As Arizona’s population grows, there is real concern that we, as a state, make the necessary investments in our infrastructure to power our economy, heat and cool our homes and provide sufficient safe drinking water. Arizona’s utility companies must compete with companies in other states to attract capital at the best rates. Given the central role the ACC plays in this endeavor, the future of Arizona’s economy and high quality of life depends on the right kind of regulatory stewardship by the ACC.

To raise public awareness of this important and powerful state agency, the Arizona Investment Council this year embarked on an initiative to inform voters. The initiative involved launching a speaker bureau, sponsoring candidate debates, and publishing information about the ACC and the candidates in brochures and postings on our Web site ( www.ArizonaIC.org). To learn more about the candidates’ qualifications and regulatory perspectives, voters can also view the archived Web cast of the debate held on September 15, sponsored by the Clean Elections Commission (www.tucsonlink.org/ACCdebates2008).

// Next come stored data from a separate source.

//! # Lock Policy Configuration
//!
//! Tunables for guard and pair acquisition, loaded from TOML once at
//! startup and installed process-wide.
//!
//! ```toml
//! # Fixed pause between pairwise retries.
//! backoff_ms = 1
//! # Upper bound for a single blocking guard acquisition (omit = unbounded).
//! lock_timeout_ms = 250
//! # Give up a pairwise acquisition after this many attempts (omit = unbounded).
//! max_pair_attempts = 10000
//! ```
//!
//! The defaults keep the classic behaviour: unbounded waits, 1 ms backoff.

use std::path::Path;
use std::time::Duration;

use parking_lot::RwLock;
use serde::{Deserialize, Serialize};
use thiserror::Error;

/// Errors raised while loading a lock policy.
#[derive(Error, Debug)]
pub enum ConfigError {
    /// The policy file could not be read.
    #[error("failed to read lock policy: {0}")]
    Io(#[from] std::io::Error),

    /// The policy file is not valid TOML for a [`LockPolicy`].
    #[error("failed to parse lock policy: {0}")]
    Parse(#[from] toml::de::Error),

    /// The policy parsed but holds an unusable value.
    #[error("invalid lock policy: {0}")]
    Invalid(String),
}

/// Acquisition tunables.
#[derive(Clone, Copy, Debug, PartialEq, Eq, Serialize, Deserialize)]
#[serde(default, deny_unknown_fields)]
pub struct LockPolicy {
    /// Pause between pairwise retries after contention (milliseconds).
    pub backoff_ms: u64,
    /// Bound for one blocking guard acquisition (milliseconds).
    pub lock_timeout_ms: Option<u64>,
    /// Bound for the number of pairwise/N-way acquisition attempts.
    pub max_pair_attempts: Option<u32>,
}

impl LockPolicy {
    /// The default policy: 1 ms backoff, no timeouts.
    pub const DEFAULT: Self = Self {
        backoff_ms: 1,
        lock_timeout_ms: None,
        max_pair_attempts: None,
    };

    /// Parses a policy from TOML text.
    ///
    /// # Errors
    ///
    /// Returns [`ConfigError::Parse`] for malformed TOML or unknown keys and
    /// [`ConfigError::Invalid`] for unusable values.
    pub fn from_toml_str(text: &str) -> Result<Self, ConfigError> {
        let policy: Self = toml::from_str(text)?;
        policy.validate()?;
        Ok(policy)
    }

    /// Loads a policy from a TOML file.
    ///
    /// # Errors
    ///
    /// Returns [`ConfigError::Io`] if the file cannot be read, otherwise as
    /// [`LockPolicy::from_toml_str`].
    pub fn from_file(path: impl AsRef<Path>) -> Result<Self, ConfigError> {
        let text = std::fs::read_to_string(path)?;
        Self::from_toml_str(&text)
    }

    /// Serializes the policy back to TOML.
    ///
    /// # Errors
    ///
    /// Returns [`ConfigError::Invalid`] if serialization fails.
    pub fn to_toml_string(&self) -> Result<String, ConfigError> {
        toml::to_string(self).map_err(|e| ConfigError::Invalid(e.to_string()))
    }

    /// Checks the values are usable.
    ///
    /// # Errors
    ///
    /// Returns [`ConfigError::Invalid`] for a zero attempt bound or a zero
    /// timeout.
    pub fn validate(&self) -> Result<(), ConfigError> {
        if self.max_pair_attempts == Some(0) {
            return Err(ConfigError::Invalid(
                "max_pair_attempts must be at least 1".to_string(),
            ));
        }
        if self.lock_timeout_ms == Some(0) {
            return Err(ConfigError::Invalid(
                "lock_timeout_ms must be at least 1".to_string(),
            ));
        }
        Ok(())
    }

    /// Backoff as a duration.
    #[inline]
    #[must_use]
    pub const fn backoff(&self) -> Duration {
        Duration::from_millis(self.backoff_ms)
    }

    /// Guard timeout as a duration.
    #[inline]
    #[must_use]
    pub fn lock_timeout(&self) -> Option<Duration> {
        self.lock_timeout_ms.map(Duration::from_millis)
    }
}

impl Default for LockPolicy {
    fn default() -> Self {
        Self::DEFAULT
    }
}

static ACTIVE_POLICY: RwLock<LockPolicy> = parking_lot::const_rwlock(LockPolicy::DEFAULT);

/// Installs `policy` as the process-wide policy.
pub fn install(policy: LockPolicy) {
    tracing::debug!(
        backoff_ms = policy.backoff_ms,
        lock_timeout_ms = ?policy.lock_timeout_ms,
        max_pair_attempts = ?policy.max_pair_attempts,
        "lock policy installed"
    );
    *ACTIVE_POLICY.write() = policy;
}

/// The process-wide policy.
#[inline]
#[must_use]
pub fn current() -> LockPolicy {
    *ACTIVE_POLICY.read()
}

November’s general election features six candidates for the three ACC seats – three Republicans (Bob Stump, Marian McClure, Barry Wong) and three Democrats (Paul Newman, Sandra Kennedy, Sam George). The ballot will direct you to select no more than three from the list of six and votes may be split between parties.

Individuals not currently registered to vote may do so until October 6. Early voting begins on October 2nd and the election is November 4th.  Every vote counts.